Incident Report for Close

Postmortem

Close sincerely apologizes for the interruption of our service. We take the stability of a platform very seriously. Below is an explanation of what happened and how we will prevent another such interruption from occurring.

Impact

The Close App and API was unavailable to all customers for 43 minutes from 17:00 to 17:43 UTC on Wednesday July 22, 2019 due to the failure of a backend database. Severe degradation began at 16:53 UTC. The database was recovered and all services were restored by 17:43 UTC.

Root Cause & Resolution

One of our backend PostreSQL databases became starved of available memory. This prevented the database from accepting new work, resulting in an interruption of service to the Close system. The issue was resolved by increasing the amount of memory available to the database.

Timeline

15:57: First alarms begin to fire about delays in Email Sequences and PostgreSQL CPU usage

16:00: Close Infrastructure begins investigation

16:30: Memory pressure identified as the cause of alarms on the affected database

16:53: The affected database failed, causing the Close app and API to become unavailable

16:53: Decision made to scale the database to an instance class with more memory

17:04: The maintenance page is posted in preparation for the database scaling operation

17:04: Scaling operation begins on the affected database

17:32: Scaling operation completes

17:43: Application services are restored

Next Steps

To ensure that events such as this do not occur in the future we are taking the following actions:

Enhance our monitoring so memory starvation can be proactively avoided
Enhance our incident response procedures to lessen the effect of database performance issues
Enhance our deployment automation so our system recover more quickly for scaling operations
Enhance our database systems to be more robust during scaling operations

Posted Jul 22, 2020 - 14:49 PDT

Resolved

After the database upgrade, the system is performing well and the problem is resolved. We'll post more details about this incident in an upcoming postmortem.
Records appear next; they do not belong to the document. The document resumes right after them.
//! yba_onprem_provider - on-premises providers and their instance types

use std::collections::HashMap;

use tracing::{info, warn};
use yba_core::provider::{ProviderError, ProviderResult};
use yba_core::resource::{Resource, ResourceId, State, Value};

use super::cloud_provider::{
    DEFAULT_TIMEOUT, apply_provisioning, base_provider, provider_attributes,
};
use super::{Attrs, changed_attributes, existing, identifier, insert_opt, string, string_list};
use crate::models::{
    InstanceType, InstanceTypeDetails, InstanceTypeKey, OnPremCloudInfo, VolumeDetails,
};
use crate::provider::YbaProvider;

const ONPREM_CODE: &str = "onprem";

fn instance_types(attrs: &Attrs<'_>) -> ProviderResult<Vec<InstanceType>> {
    attrs
        .blocks("instance_types")?
        .iter()
        .map(|block| {
            let volume_size_gb = block.opt_float("volume_size_gb")?.unwrap_or_default();
            let volumes = block
                .string_list("mount_paths")?
                .into_iter()
                .map(|mount_path| VolumeDetails {
                    volume_size_gb,
                    mount_path,
                })
                .collect();
            Ok(InstanceType {
                id_key: InstanceTypeKey {
                    instance_type_code: block.str("instance_type_code")?,
                    provider_uuid: None,
                },
                provider_code: Some(ONPREM_CODE.to_string()),
                num_cores: block.opt_float("num_cores")?.unwrap_or_default(),
                mem_size_gb: block.opt_float("mem_size_gb")?.unwrap_or_default(),
                instance_type_details: InstanceTypeDetails {
                    volume_details_list: volumes,
                },
                active: None,
            })
        })
        .collect()
}

fn instance_type_value(instance_type: &InstanceType) -> Value {
    let volumes = &instance_type.instance_type_details.volume_details_list;
    Value::Map(HashMap::from([
        ("instance_type_code".to_string(), string(instance_type.code())),
        ("num_cores".to_string(), Value::Float(instance_type.num_cores)),
        ("mem_size_gb".to_string(), Value::Float(instance_type.mem_size_gb)),
        (
            "volume_size_gb".to_string(),
            Value::Float(volumes.first().map(|v| v.volume_size_gb).unwrap_or_default()),
        ),
        (
            "mount_paths".to_string(),
            string_list(volumes.iter().map(|v| v.mount_path.as_str())),
        ),
    ]))
}

/// Active instance types ordered like the declared or recorded list
fn instance_types_value(types: &[InstanceType], prior: Option<&Value>) -> Value {
    let prior_codes: Vec<&str> = prior
        .and_then(Value::as_list)
        .unwrap_or_default()
        .iter()
        .filter_map(|v| v.as_map()?.get("instance_type_code")?.as_str())
        .collect();
    let mut active: Vec<&InstanceType> =
        types.iter().filter(|t| t.active != Some(false)).collect();
    active.sort_by_key(|t| {
        prior_codes
            .iter()
            .position(|c| *c == t.code())
            .unwrap_or(usize::MAX)
    });
    Value::List(active.into_iter().map(instance_type_value).collect())
}

impl YbaProvider {
    pub(crate) async fn create_onprem_provider(&self, resource: &Resource) -> ProviderResult<State> {
        let attrs = Attrs::new(&resource.id, &resource.attributes);
        let timeouts = attrs.timeouts(DEFAULT_TIMEOUT)?;

        let mut body = base_provider(&attrs, ONPREM_CODE, None)?;
        body.details.skip_provisioning = Some(attrs.bool_or("skip_provisioning", false)?);
        body.details.cloud_info.onprem = Some(OnPremCloudInfo {
            yb_home_dir: attrs.opt_str("yb_home_dir")?,
            ..Default::default()
        });
        let types = instance_types(&attrs)?;

        let task = self.api.create_provider(&body).await?;
        let uuid = task.resource_uuid.clone().ok_or_else(|| {
            ProviderError::new("Provider create response has no provider UUID")
        })?;
        self.wait(&task, timeouts.create).await?;
        info!(provider_uuid = %uuid, name = %body.name, "created on-prem provider");

        for instance_type in &types {
            self.api.create_instance_type(&uuid, instance_type).await?;
        }

        self.read_onprem_provider_by_uuid(&resource.id, &uuid, &resource.attributes)
            .await
    }

    pub(crate) async fn read_onprem_provider(
        &self,
        id: &ResourceId,
        prior: &State,
    ) -> ProviderResult<State> {
        let uuid = identifier(prior)?;
        self.read_onprem_provider_by_uuid(id, uuid, &prior.attributes)
            .await
    }

    async fn read_onprem_provider_by_uuid(
        &self,
        id: &ResourceId,
        uuid: &str,
        prior: &HashMap<String, Value>,
    ) -> ProviderResult<State> {
        let provider = self.api.get_provider(uuid).await?;
        let types = self.api.list_instance_types(uuid).await?;

        let mut attributes = provider_attributes(&provider, None, prior.get("regions"));
        attributes.insert(
            "skip_provisioning".to_string(),
            Value::Bool(provider.details.skip_provisioning.unwrap_or(false)),
        );
        insert_opt(
            &mut attributes,
            "yb_home_dir",
            provider
                .details
                .cloud_info
                .onprem
                .as_ref()
                .and_then(|o| o.yb_home_dir.as_deref())
                .map(string),
        );
        attributes.insert(
            "instance_types".to_string(),
            instance_types_value(&types, prior.get("instance_types")),
        );
        Ok(existing(id, uuid, attributes))
    }

    pub(crate) async fn update_onprem_provider(
        &self,
        from: &State,
        to: &Resource,
    ) -> ProviderResult<State> {
        let uuid = identifier(from)?;
        let attrs = Attrs::new(&to.id, &to.attributes);
        let timeouts = attrs.timeouts(DEFAULT_TIMEOUT)?;
        let changed = changed_attributes(from, &to.attributes);

        if changed.iter().any(|c| c != "instance_types") {
            let persisted = self.api.get_provider(uuid).await?;
            let declared = base_provider(&attrs, ONPREM_CODE, None)?;

            let mut body = persisted.clone();
            body.regions = declared.regions.clone();
            body.reconcile_regions(&persisted);
            apply_provisioning(&mut body, &declared);
            body.details.skip_provisioning = Some(attrs.bool_or("skip_provisioning", false)?);
            let onprem = body.details.cloud_info.onprem.get_or_insert_with(Default::default);
            onprem.yb_home_dir = attrs.opt_str("yb_home_dir")?;

            self.edit_provider(uuid, &persisted, &body, timeouts.update)
                .await?;
        }

        if changed.iter().any(|c| c == "instance_types") {
            self.sync_instance_types(uuid, from, &attrs).await?;
        }

        self.read_onprem_provider_by_uuid(&to.id, uuid, &to.attributes)
            .await
    }

    /// Replace instance types that were removed or changed
    async fn sync_instance_types(
        &self,
        uuid: &str,
        from: &State,
        attrs: &Attrs<'_>,
    ) -> ProviderResult<()> {
        let declared = instance_types(attrs)?;
        let remote = self.api.list_instance_types(uuid).await?;
        let recorded = from
            .attributes
            .get("instance_types")
            .and_then(Value::as_list)
            .unwrap_or_default();

        let unchanged: Vec<&str> = declared
            .iter()
            .filter(|d| {
                let value = instance_type_value(d);
                recorded.iter().any(|r| value.is_satisfied_by(r))
            })
            .map(InstanceType::code)
            .collect();
        let live: Vec<&str> = remote
            .iter()
            .filter(|t| t.active != Some(false))
            .map(InstanceType::code)
            .collect();

        for code in live.iter().filter(|c| !unchanged.contains(c)) {
            self.api.delete_instance_type(uuid, code).await?;
            info!(provider_uuid = %uuid, code = *code, "removed instance type");
        }

        for instance_type in &declared {
            let code = instance_type.code();
            if !unchanged.contains(&code) || !live.contains(&code) {
                self.api.create_instance_type(uuid, instance_type).await?;
                info!(provider_uuid = %uuid, code, "added instance type");
            }
        }
        Ok(())
    }

    pub(crate) async fn delete_onprem_provider(&self, state: &State) -> ProviderResult<()> {
        let uuid = identifier(state)?;
        let attrs = Attrs::new(&state.id, &state.attributes);
        let timeouts = attrs.timeouts(DEFAULT_TIMEOUT)?;

        match self.api.list_instance_types(uuid).await {
            Ok(types) => {
                for instance_type in types {
                    if let Err(e) = self.api.delete_instance_type(uuid, instance_type.code()).await {
                        warn!(
                            provider_uuid = %uuid,
                            code = instance_type.code(),
                            error = %e,
                            "could not delete instance type"
                        );
                    }
                }
            }
            Err(e) => warn!(provider_uuid = %uuid, error = %e, "could not list instance types"),
        }

        let task = self.api.delete_provider(uuid).await?;
        self.wait(&task, timeouts.delete).await?;
        info!(provider_uuid = %uuid, "deleted on-prem provider");
        Ok(())
    }
}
Posted Jul 22, 2020 - 11:28 PDT

Update

App is back up. We are closely monitoring and verifying all app components.

Posted Jul 22, 2020 - 10:44 PDT

Monitoring

App is back up. We are closely monitoring.

Posted Jul 22, 2020 - 10:43 PDT

Update

We performed an emergency database upgrade, which has finished, and we are beginning to redeploy the app

Posted Jul 22, 2020 - 10:33 PDT

Update

Our engineers have identified a fix and are in the process of deploying it.

Posted Jul 22, 2020 - 10:26 PDT

Identified

Our engineers have identified the issue and are currently working on a fix.

Posted Jul 22, 2020 - 10:11 PDT

Update

We are continuing to investigate this issue.

Posted Jul 22, 2020 - 10:04 PDT

Investigating

We are currently investigating an issue causing the Close Application not to load properly for users.

Posted Jul 22, 2020 - 10:02 PDT

This incident affected: Application UI and API.